Induction...what is it? Why?
According to the American College of Obstetrics and Gynecology Induction of Labor is "the use of medications or other methods to bring on (induce) labor" (http://www.acog.org/~/media/For%20Patients/faq154.pdf). According to the CDC some areas in the nation had an induction rate as high as 41% in 2010. There were several suggestions from academic sources that indicated this number was simply too high. Recent changes to the definition of term birth as 37-39 weeks being early term, and generally undesirable, with inductions not recommended prior to week 39 have helped to decrease the number of overall inductions. Early term inductions are now rarely done without an imminent risk to the child or mother, like oligohydramnios or placental abruption. Late term (42+ weeks) inductions are still very common. Many care providers won't "let" a woman go past 42 weeks. (http://www.cdc.gov/nchs/data/databriefs/db155.htm)
So why might your care provider recommend an induction? Birth past 42 weeks sometimes sees placentas that are not efficiently supporting the baby, babies on the larger end of the normal spectrum, and a slightly increased risk to the mother for postpartum complications. In many cases a wait and see approach is appropriate, but each situation should be monitored by a competent care provider. If you're past 40 weeks why wouldn't you just want to induce? Remember, any unnecessary intervention can lead to unnecessary risks. While a care provider might recommend an induction to prevent perceived or known risks to the mother or child, there are also several known risks associated with inductions. (http://www.mayoclinic.org/healthy-lifestyle/labor-and-delivery/in-depth/inducing-labor/art-20047557?pg=2)
From a Mother's perspective you should ask many, many questions of your care provider. A good care provider will be happy to explain all recommendations and help you to understand the concerns indicating a need for induction. You and your care provider can also discuss all of the options for your induction. From utilizing different methods for cervical ripening, manual dilation, and chemical augmentation to identifying when an amniotomy or even C-section may be appropriate; your care provider should be willing to discuss options and create a plan if you want to.
As a Doula what I want mother's to understand is that an induction can still be a beautiful and positive birth experience. It will likely be long. Unless a woman and her baby are very "ready," induced labors typically lasts days (plural). An induction might also require a bit more flexibility in birth preferences. I have attended inductions where the mother was able to labor without the assistance of pain medication.I have also attended inductions where the mother greatly benefited from the use of pain relief.

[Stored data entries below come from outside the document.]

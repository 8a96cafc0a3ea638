// SPDX-License-Identifier: MPL-2.0
//! SVG loading, placement and software rasterization.

pub mod document;
pub mod fit;
pub mod surface;

pub use document::SvgDocument;
pub use fit::{FitTransform, ViewBox};
pub use surface::{Canvas, Invalidate, Surface};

An induction is NOT a natural physiological birth. Whether you induce using "natural methods" or mechanical or chemical means, it will most likely not progress like or "be like" a natural birth experience. This does not diminish induction birth in any way. It is not less than or worse than a natural labor. It is a different experience. A mother who goes through an induction, whether medicated or not, is a strong and powerful woman, tested from the beginning of her mothering journey in resilience, strength, determination, and love. Recently I have witnessed several medically necessary inductions. I have been so inspired by these amazing mothers.